Kaufmann M, Evans H, Schaupp AL, Engler JB, Kaur G, Willing A, Kursawe N, Schubert C, Attfield KE, Fugger L, Friese MA. Identifying CNS-colonizing T cells as potential therapeutic targets to prevent progression of multiple sclerosis. Med (N Y). 2021 Mar 12;2(3):296-312.e8.
- Multimodal single-cell profiling of blood and spatial RNA sequencing of brain tissue
- VLA4 blockage mobilizes CD161+/LTB+ Th17/Tfh cells to the blood early in MS
- Identification of these Th17/Tfh as brain-resident cells in progressive MS patients
- Targetable surface markers on Th17/Tfh include AQP3 (Water channel expressed on cells lining the lung and skin cells and T cells) , TNFRSF25 (death receptor 3), ICOS (CD278 and a marker of T regulatory cells), and VLA4 (target for natalizumab)
According to one long-standing theory, the therapeutic resistance might arise due to infiltration and lasting residence of blood immune cells behind the blood-brain barrier, beyond the reach of most therapeutics.
Background: Multiple sclerosis (MS), an autoimmune disease of the central nervous system (CNS), can be suppressed in its early stages but eventually becomes clinically progressive and unresponsive to therapy (This is not true, based on the ASCEND natalizumab and OPERATA ocrelizumab trial data) . Here, we investigate whether the therapeutic resistance of progressive MS can be attributed to chronic immune cell accumulation behind the blood-brain barrier (BBB).
Methods: We systematically track CNS-homing immune cells in the peripheral blood of 31 MS patients and 31 matched healthy individuals in an integrated analysis of 497,705 single-cell transcriptomes and 355,433 surface protein profiles from 71 samples. Through spatial RNA sequencing, we localize these cells in post mortem brain tissue of 6 progressive MS patients contrasted against 4 control brains (20 samples, 85,000 spot transcriptomes).

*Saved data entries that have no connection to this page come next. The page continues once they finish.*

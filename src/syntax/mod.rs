//! Syntax highlighting
//!
//! This module provides:
//! - Rules (regex + color + priority) and priority-ordered rule sets
//! - Full and region-limited highlighting passes
//! - A debounced scheduler that runs passes on a background thread

mod style;
mod tokens;
mod rules;
mod rule_set;
mod span_index;
mod highlighter;
mod builtin;
mod worker;
mod scheduler;

pub use style::{Argb, Span};
pub use tokens::TokenType;
pub use rules::{Rule, RuleId, HIGHLIGHT_GROUP};
pub use rule_set::{RuleSet, RuleSnapshot};
pub use span_index::SpanIndex;
pub use highlighter::{
    expand_to_lines, highlight_all, highlight_region, validate_region, Highlighter, RegionHighlight,
};
pub use builtin::c_rules;
pub use worker::{HighlightJob, HighlightOutcome, HighlightWorker, PassTarget};
pub use scheduler::{
    line_range, Debouncer, IncrementalScheduler, SchedulerConfig, SchedulerState, SchedulerStats,
    Trigger, EDIT_DEBOUNCE, MARGIN_LINES, SCROLL_DEBOUNCE, SCROLL_THRESHOLD_PX, SET_TEXT_DELAY,
};
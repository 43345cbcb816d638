//! Rule-driven highlighting passes
//!
//! A pass walks the rules in descending priority order, runs each matcher
//! over the whole text and offers every match to a [`SpanIndex`]. Because
//! higher priorities go first, a lower-priority rule only ever claims text
//! that nothing more important has claimed.
//!
//! Region passes still match against the full text, so anchors such as `^`
//! keep their absolute meaning; they just ignore matches that do not touch
//! the (line-expanded) region.

use std::time::Instant;

use super::rule_set::RuleSet;
use super::rules::{Rule, RuleId};
use super::span_index::SpanIndex;
use super::style::Span;
use crate::error::{HighlightError, Result};

/// Result of a region pass
#[derive(Debug, Clone, PartialEq, Eq)]
pub struct RegionHighlight {
    /// Start of the range whose old colors must be cleared
    pub start: usize,
    /// End of the range whose old colors must be cleared
    pub end: usize,
    /// New spans for `[start, end)`, in start order
    pub spans: Vec<Span>,
}

/// Extend `[start, end)` outward to whole lines
///
/// `start` moves back to the beginning of its line, `end` forward to the
/// next `\n` (or the end of the text). Callers must pass a valid range.
pub fn expand_to_lines(text: &str, start: usize, end: usize) -> (usize, usize) {
    let bytes = text.as_bytes();
    let line_start = bytes[..start]
        .iter()
        .rposition(|&b| b == b'\n')
        .map_or(0, |i| i + 1);
    let line_end = bytes[end..]
        .iter()
        .position(|&b| b == b'\n')
        .map_or(text.len(), |i| end + i);
    (line_start, line_end)
}

/// Highlight the whole text
///
/// `rules` must be in descending priority order (as a [`RuleSet`] keeps
/// them). The returned spans are in start order and never overlap.
pub fn highlight_all(text: &str, rules: &[Rule]) -> Vec<Span> {
    let started = Instant::now();
    let mut index = SpanIndex::new();

    for rule in rules {
        for (start, end) in rule.find_iter(text) {
            index.try_insert(Span::new(start, end, rule.color(), rule.priority()));
        }
    }

    let spans = index.into_spans();
    tracing::debug!(
        rules = rules.len(),
        spans = spans.len(),
        bytes = text.len(),
        elapsed_us = started.elapsed().as_micros() as u64,
        "full highlight pass"
    );
    spans
}

/// Check that `[start, end)` is an ordered range within `len` bytes
pub fn validate_region(len: usize, start: usize, end: usize) -> Result<()> {
    if start > end || end > len {
        return Err(HighlightError::InvalidRange { start, end, len });
    }
    Ok(())
}

/// Re-highlight the lines touched by `[start, end)`
///
/// Spans in `index` that overlap the expanded region are discarded and
/// recomputed; spans elsewhere take part in conflict resolution but are left
/// alone unless a strictly higher-priority match evicts them. Returns `None`
/// (and changes nothing) when the range is not `start <= end <= text.len()`.
pub fn highlight_region(
    text: &str,
    rules: &[Rule],
    index: &mut SpanIndex,
    start: usize,
    end: usize,
) -> Option<RegionHighlight> {
    if let Err(e) = validate_region(text.len(), start, end) {
        tracing::debug!(error = %e, "ignoring region request");
        return None;
    }

    let started = Instant::now();
    let (region_start, region_end) = expand_to_lines(text, start, end);
    let mut lo = region_start;
    let mut hi = region_end;

    for old in index.remove_overlapping(region_start, region_end) {
        lo = lo.min(old.start);
        hi = hi.max(old.end);
    }

    for rule in rules {
        for (m_start, m_end) in rule.find_iter(text) {
            if m_start >= region_end {
                break;
            }
            if m_end <= region_start {
                continue;
            }
            let candidate = Span::new(m_start, m_end, rule.color(), rule.priority());
            if let Some(evicted) = index.try_insert(candidate) {
                lo = lo.min(m_start);
                hi = hi.max(m_end);
                for old in evicted {
                    lo = lo.min(old.start);
                    hi = hi.max(old.end);
                }
            }
        }
    }

    let spans: Vec<Span> = index.spans_within(lo, hi).copied().collect();
    tracing::debug!(
        requested = ?(start..end),
        cleared = ?(lo..hi),
        spans = spans.len(),
        elapsed_us = started.elapsed().as_micros() as u64,
        "region highlight pass"
    );

    Some(RegionHighlight {
        start: lo,
        end: hi,
        spans,
    })
}

/// Rule set plus the spans accepted by earlier passes
#[derive(Debug, Default)]
pub struct Highlighter {
    rules: RuleSet,
    index: SpanIndex,
}

impl Highlighter {
    /// Create a highlighter with no rules
    pub fn new() -> Self {
        Self::default()
    }

    /// Create a highlighter over an existing rule set
    pub fn with_rules(rules: RuleSet) -> Self {
        Self {
            rules,
            index: SpanIndex::new(),
        }
    }

    pub fn add_rule(&mut self, rule: Rule) -> RuleId {
        self.rules.add(rule)
    }

    pub fn remove_rule(&mut self, id: RuleId) -> bool {
        self.rules.remove(id)
    }

    pub fn clear_rules(&mut self) {
        self.rules.clear();
    }

    pub fn rules(&self) -> &RuleSet {
        &self.rules
    }

    /// Spans accepted so far
    pub fn spans(&self) -> impl Iterator<Item = &Span> {
        self.index.spans()
    }

    /// Forget every accepted span
    pub fn reset(&mut self) {
        self.index.clear();
    }

    /// Highlight the whole text, replacing all previously accepted spans
    pub fn highlight_all(&mut self, text: &str) -> Vec<Span> {
        let spans = highlight_all(text, self.rules.as_slice());
        self.index.clear();
        for span in &spans {
            self.index.try_insert(*span);
        }
        spans
    }

    /// Re-highlight the lines touched by `[start, end)` of `text`
    pub fn highlight_region(&mut self, text: &str, start: usize, end: usize) -> Option<RegionHighlight> {
        highlight_region(text, self.rules.as_slice(), &mut self.index, start, end)
    }
}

They looked in the blood for immune cell signatures and looked at cases where cells were trapped in the blood due to natalizumab and found a number of them, but being T cell immunologists they focussed on T cells:-). They found an increase in effector memory T cells, which we know are concetrated in the CNS. These cells were reduced in MS blood but were enriched in the CNS. They hunted for the signature in the brains of MS and found them
Findings: We identify a specific pathogenic CD161+/lymphotoxin beta (LTB)+ T cell population that resides in brains of progressive MS patients. Intriguingly, our data suggest that the colonization of the CNS by these T cells may begin earlier in the disease course, as they can be mobilized to the blood by usage of the integrin-blocking antibody natalizumab in relapsing-remitting MS patients.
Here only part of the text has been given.